Artificial intelligence (AI) is a field of computer science that trains computers to perform tasks by observing trends and rules in large datasets15. AI-based models have been shown to identify abnormalities in radiographic and pathologic images with accuracy approaching or exceeding expert physician specialists16,17,18. In pioneering work, Hollon et al. showed that SRH coupled with AI can play a major role in intraoperative cancer diagnosis18. They showed how SRH images obtained intraoperatively can be rapidly and accurately classified into different classes of brain tumors. Here we sought to develop a portable and specialized AI platform capable of accurately differentiating between pituitary adenoma and normal pituitary gland using SRH images during surgery. This platform, installed on a smartphone, for example, can then be used offline to capture a picture of an SRH image, instantly rendering a diagnosis. This would help guide surgical decision-making by providing confirmation of diagnosis and distinction between normal gland and abnormal tumor tissue, and improving the likelihood of a safe and complete tumor. This tool would have the advantage of being a binary classifier specialized in accurate tumor margin identification, in addition to the portability of the device on which it would be installed. This would also allow the repurposing of the model to different types of histology images, depending on the local availability of a particular technology or histology tools.

Expert intraoperative diagnostic interpretation for pituitary surgery is limited for several reasons. Most importantly, expert neuropathologists are unevenly distributed both within the United States and globally19. An estimated 40% of neuropathology fellowships in the US are vacant, leaving many neurosurgical centers without subspecialty expertise20. Additionally, when available, turnaround times for intraoperative frozen specimens may require 30 minutes or more to complete, with some surgeries requiring multiple samples during the same procedure to establish tumor-free margins. Lastly, many AI-based models face computational requirement hurdles that limit widespread adoption, especially in developing nations.

In this paper, to the best of our knowledge, we provide a detailed description of the development of a novel platform that uses a lightweight convolutional neural network (CNN) to accurately and instantly differentiate between pituitary adenoma and normal pituitary gland using SRH images. The use of lightweight CNN requires substantially less processing power and memory and makes it embeddable on a smartphone. We also describe the results of a prospective validation study conducted at our institution.

Methods

Patient selection and study design

We performed a prospective study developing and deploying an offline smartphone-based app using intraoperative SRH to distinguish between normal pituitary gland and pituitary adenoma. We included consecutive patients from August 2019 through December 2022 who underwent endoscopic transsphenoidal surgery to remove a pituitary adenoma at a single, tertiary referral center, by the same surgeon.

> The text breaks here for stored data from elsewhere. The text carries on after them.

use std::sync::atomic::{AtomicBool, Ordering};
use std::sync::{Arc, OnceLock, RwLock, RwLockReadGuard, RwLockWriteGuard, Weak};

// used to pair accessor-safe slot names with their engine spelling
use bimap::BiMap;

// the identity map and slot tables are keyed by canonical strings
use core::hash::BuildHasherDefault;
use std::collections::HashMap;
use std::collections::hash_map::Entry;
use seahash::SeaHasher;

// used to print out readable forms of a frame
use std::fmt;

use tracing::debug;

// our own stuff that we need
use crate::codec::{self, Shape};
use crate::database::Shared;
use crate::error::{CycError, Result};
use crate::ident::{self, FrameId};
use crate::invoke::Call;
use crate::value::Value;

pub type KeyHasher = BuildHasherDefault<SeaHasher>;

// ------------- Slots -------------
#[derive(Debug, Default)]
pub struct SlotTable {
    values: HashMap<String, Value, KeyHasher>,
    accessors: BiMap<String, String>, // accessor name <-> canonical slot name
}
impl SlotTable {
    pub fn new() -> Self {
        Self::default()
    }
    pub fn get(&self, slot: &str) -> Option<&Value> {
        self.values.get(slot)
    }
    /// Stores a fetched value; returns true if the slot was already cached.
    pub fn fill(&mut self, slot: String, value: Value) -> bool {
        if let Some(accessor) = ident::to_accessor_name(&slot) {
            self.accessors.insert(accessor, slot.clone());
        }
        self.values.insert(slot, value).is_some()
    }
    /// Canonical slot name for an accessor name, preferring slots we have
    /// seen over the generic translation.
    pub fn resolve_accessor(&self, accessor: &str) -> String {
        match self.accessors.get_by_left(&accessor.to_lowercase()) {
            Some(slot) => slot.clone(),
            None => ident::slot_key(accessor),
        }
    }
    pub fn accessor_of(&self, slot: &str) -> Option<&String> {
        self.accessors.get_by_right(slot)
    }
    pub fn names(&self) -> Vec<String> {
        let mut names: Vec<String> = self.values.keys().cloned().collect();
        names.sort();
        names
    }
    pub fn accessor_names(&self) -> Vec<String> {
        let mut names: Vec<String> = self.accessors.left_values().cloned().collect();
        names.sort();
        names
    }
    pub fn len(&self) -> usize {
        self.values.len()
    }
    pub fn is_empty(&self) -> bool {
        self.values.is_empty()
    }
}

// ------------- Frame -------------
#[derive(Debug, Default)]
struct FrameState {
    loaded: bool,
    slots: SlotTable,
    instances: Option<Vec<Arc<Frame>>>,
}

/// A lazily populated proxy for one engine object, instance or class.
///
/// Frames are only created by a [`Database`](crate::database::Database),
/// which keeps exactly one per canonical frame id. The canonical id never
/// changes. Until the first whole-frame fetch a frame may still learn the
/// engine's own spelling of its id and that it is a class; after that both
/// are fixed. The slot cache only grows, and is overwritten only by an
/// explicit whole-frame fetch.
pub struct Frame {
    id: FrameId,
    confirmed: OnceLock<FrameId>, // the engine's spelling, when it differs from the first one seen
    class: AtomicBool,
    org_id: String,
    owner: Weak<Shared>,
    state: RwLock<FrameState>,
}

impl Frame {
    pub(crate) fn new(id: FrameId, class: bool, owner: Weak<Shared>, org_id: String) -> Self {
        let state = FrameState {
            instances: if class { None } else { Some(Vec::new()) },
            ..FrameState::default()
        };
        Self {
            id,
            confirmed: OnceLock::new(),
            class: AtomicBool::new(class),
            org_id,
            owner,
            state: RwLock::new(state),
        }
    }
    pub fn id(&self) -> &FrameId {
        self.confirmed.get().unwrap_or(&self.id)
    }
    pub fn is_class(&self) -> bool {
        self.class.load(Ordering::Acquire)
    }
    pub fn org_id(&self) -> &str {
        &self.org_id
    }
    pub fn data_loaded(&self) -> Result<bool> {
        Ok(self.read()?.loaded)
    }

    /// Indexed slot lookup; accepts any spelling of the slot name.
    ///
    /// Served from the cache when the slot is cached or the whole frame has
    /// been loaded (a slot missing from a loaded frame is the absent-marker).
    /// Otherwise exactly one request fetches that slot alone.
    pub fn slot(&self, name: &str) -> Result<Value> {
        self.fetch(ident::slot_key(name))
    }

    /// Accessor-style slot lookup, e.g. `common_name`. Names without an
    /// accessor form (`N+1-NAME`) are only reachable through [`Frame::slot`].
    pub fn attr(&self, accessor: &str) -> Result<Value> {
        if !ident::is_accessor_name(accessor) {
            return Err(CycError::InvalidAccessor(accessor.to_owned()));
        }
        let slot = self.read()?.slots.resolve_accessor(accessor);
        self.fetch(slot)
    }

    fn fetch(&self, slot: String) -> Result<Value> {
        {
            let state = self.read()?;
            if let Some(value) = state.slots.get(&slot) {
                return Ok(value.clone());
            }
            if state.loaded {
                return Ok(Value::Null);
            }
        }
        let shared = self.owner()?;
        let call = Call::new("get-slot-values")
            .arg(self.id())
            .arg(Value::symbol(slot.as_str()));
        let value = shared.invoker().call(&call, Shape::Sequence)?;
        debug!(frame = %self.id(), slot = %slot, "slot cached");
        self.write()?.slots.fill(slot, value.clone());
        Ok(value)
    }

    /// Frames are read only. Slot values of the engine's object are changed
    /// through the database's `put_slot_value`/`put_slot_values`.
    pub fn assign(&self, slot: &str, _value: impl Into<Value>) -> Result<()> {
        Err(CycError::ReadOnly {
            frame: self.id().to_string(),
            slot: slot.to_owned(),
        })
    }

    /// Fetches the whole frame, merging every slot into the cache. For a
    /// class, also lists its instances, creating near-empty frames for them.
    pub fn load_all(&self) -> Result<()> {
        let shared = self.owner()?;
        let wire = shared
            .invoker()
            .request(&Call::new("get-frame-object").arg(self.id()))?;
        if wire.is_empty_token() {
            return Err(CycError::MissingFrame(format!("{} in organism {}", self.id(), self.org_id)));
        }
        self.absorb(codec::decode_slots(&wire)?)?;
        if self.is_class() {
            let listed = shared
                .invoker()
                .call(&Call::new("gcai").arg(self.id()), Shape::Sequence)?;
            let mut instances = Vec::new();
            for id in listed.listed_frame_ids() {
                instances.push(shared.keep_frame(id, false)?);
            }
            debug!(class = %self.id(), instances = instances.len(), "instances listed");
            self.write()?.instances = Some(instances);
        }
        Ok(())
    }

    /// Re-fetches the whole frame, overwriting cached slot values.
    pub fn refresh(&self) -> Result<()> {
        self.load_all()
    }

    pub(crate) fn ensure_loaded(&self) -> Result<()> {
        let pending = {
            let state = self.read()?;
            !state.loaded || state.instances.is_none()
        };
        if pending { self.load_all() } else { Ok(()) }
    }

    /// Folds what a later reference knows into the kept frame: a verbatim
    /// spelling replaces a reader-normalized one, and a class reference turns
    /// a not yet loaded frame into a class.
    pub(crate) fn merge(&self, id: &FrameId, class: bool) -> Result<()> {
        if id.is_verbatim() && !self.id().is_verbatim() && id.name() != self.id().name() {
            let _ = self.confirmed.set(id.clone());
        }
        if class && !self.is_class() {
            let mut state = self.write()?;
            if state.loaded {
                return Err(CycError::KindConflict(self.id().to_string()));
            }
            state.instances = None;
            self.class.store(true, Ordering::Release);
            debug!(frame = %self.id(), "frame is a class");
        }
        Ok(())
    }

    pub(crate) fn absorb(&self, slots: Vec<(String, Value)>) -> Result<()> {
        let mut state = self.write()?;
        for (slot, value) in slots {
            state.slots.fill(slot, value);
        }
        state.loaded = true;
        debug!(frame = %self.id(), slots = state.slots.len(), "frame loaded");
        Ok(())
    }

    pub fn instances(&self) -> Result<Vec<Arc<Frame>>> {
        if !self.is_class() {
            return Err(CycError::NotAClass(self.id().to_string()));
        }
        self.ensure_loaded()?;
        Ok(self.read()?.instances.clone().unwrap_or_default())
    }
    pub fn instance(&self, index: usize) -> Result<Option<Arc<Frame>>> {
        Ok(self.instances()?.get(index).cloned())
    }

    /// Explicitly turns the frame ids held in a slot into frames of the same
    /// database. Nothing is fetched for the referenced frames.
    pub fn references(&self, slot: &str) -> Result<Vec<Arc<Frame>>> {
        let value = self.slot(slot)?;
        let shared = self.owner()?;
        value
            .frame_ids()
            .into_iter()
            .map(|id| shared.keep_frame(id, false))
            .collect()
    }

    pub fn slot_names(&self) -> Result<Vec<String>> {
        Ok(self.read()?.slots.names())
    }
    pub fn accessor_names(&self) -> Result<Vec<String>> {
        Ok(self.read()?.slots.accessor_names())
    }
    pub fn accessor_of(&self, slot: &str) -> Result<Option<String>> {
        Ok(self.read()?.slots.accessor_of(&ident::slot_key(slot)).cloned())
    }
    pub fn cached_slot_count(&self) -> Result<usize> {
        Ok(self.read()?.slots.len())
    }

    fn owner(&self) -> Result<Arc<Shared>> {
        self.owner
            .upgrade()
            .ok_or_else(|| CycError::Detached(self.id().to_string()))
    }
    fn read(&self) -> Result<RwLockReadGuard<'_, FrameState>> {
        self.state.read().map_err(|e| CycError::Lock(e.to_string()))
    }
    fn write(&self) -> Result<RwLockWriteGuard<'_, FrameState>> {
        self.state.write().map_err(|e| CycError::Lock(e.to_string()))
    }
}

impl PartialEq for Frame {
    fn eq(&self, other: &Self) -> bool {
        self.org_id == other.org_id && self.id() == other.id()
    }
}
impl PartialEq<str> for Frame {
    fn eq(&self, other: &str) -> bool {
        *self.id() == *other
    }
}

impl fmt::Display for Frame {
    fn fmt(&self, f: &mut fmt::Formatter) -> fmt::Result {
        if self.is_class() {
            let count = self
                .state
                .read()
                .ok()
                .and_then(|s| s.instances.as_ref().map(Vec::len))
                .unwrap_or(0);
            write!(f, "<Frame class {} currently with {} instances ({})>", self.id(), count, self.org_id)
        } else {
            write!(f, "<Frame instance {} ({})>", self.id(), self.org_id)
        }
    }
}
impl fmt::Debug for Frame {
    fn fmt(&self, f: &mut fmt::Formatter) -> fmt::Result {
        f.debug_struct("Frame")
            .field("id", self.id())
            .field("class", &self.is_class())
            .field("org_id", &self.org_id)
            .finish()
    }
}

// ------------- FrameKeeper -------------
/// The identity map: one frame per canonical frame id.
#[derive(Debug, Default)]
pub struct FrameKeeper {
    kept: HashMap<String, Arc<Frame>, KeyHasher>,
}
impl FrameKeeper {
    pub fn new() -> Self {
        Self {
            kept: HashMap::default(),
        }
    }
    pub fn keep(&mut self, frame: Frame) -> (Arc<Frame>, bool) {
        match self.kept.entry(frame.id().key().to_owned()) {
            Entry::Occupied(e) => (Arc::clone(e.get()), true),
            Entry::Vacant(e) => (Arc::clone(e.insert(Arc::new(frame))), false),
        }
    }
    pub fn get(&self, id: &FrameId) -> Option<Arc<Frame>> {
        self.kept.get(id.key()).cloned()
    }
    pub fn len(&self) -> usize {
        self.kept.len()
    }
    pub fn is_empty(&self) -> bool {
        self.kept.is_empty()
    }
    pub fn ids(&self) -> Vec<FrameId> {
        self.kept.values().map(|f| f.id().clone()).collect()
    }
}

We included all patients, regardless of tumor size, previous operation, or hormone secretory status, to more closely mimic a real-world environment. Data from this study were not used for clinical purposes. Our study was conducted in three phases: Phase 1—data collection; Phase 2—building a deep learning-based smartphone app; Phase 3—prospective study to evaluate the smartphone app (Fig. 1).

Fig. 1: The Three Phases of the Study.
figure 1

Collection of the images and creation of datasets were performed in Phase 1. The deep learning models and the smartphone app were created in Phase 2. Phase 3 consisted of a prospective study to evaluate the app’s performance in a surgical setting.

We followed the Standards for Reporting Diagnostic Accuracy Studies (STARD)21 and Transparent Reporting of a Multivariable Prediction Model for Individual Prognosis or Diagnosis (TRIPOD)22. The study was non-interventional and purely diagnostic in nature. Furthermore, the results from our app diagnosis tests did not alter patient care or influence clinical decision-making.

Phase 1: Image and Dataset Creation

To train our deep learning model, we collected a large dataset of both normal pituitary gland and adenoma pathology images using intraoperative SRH from August 2019 to August 2021. SRH generates a color image by obtaining spectroscopic measurements at each pixel. (Fig. 2).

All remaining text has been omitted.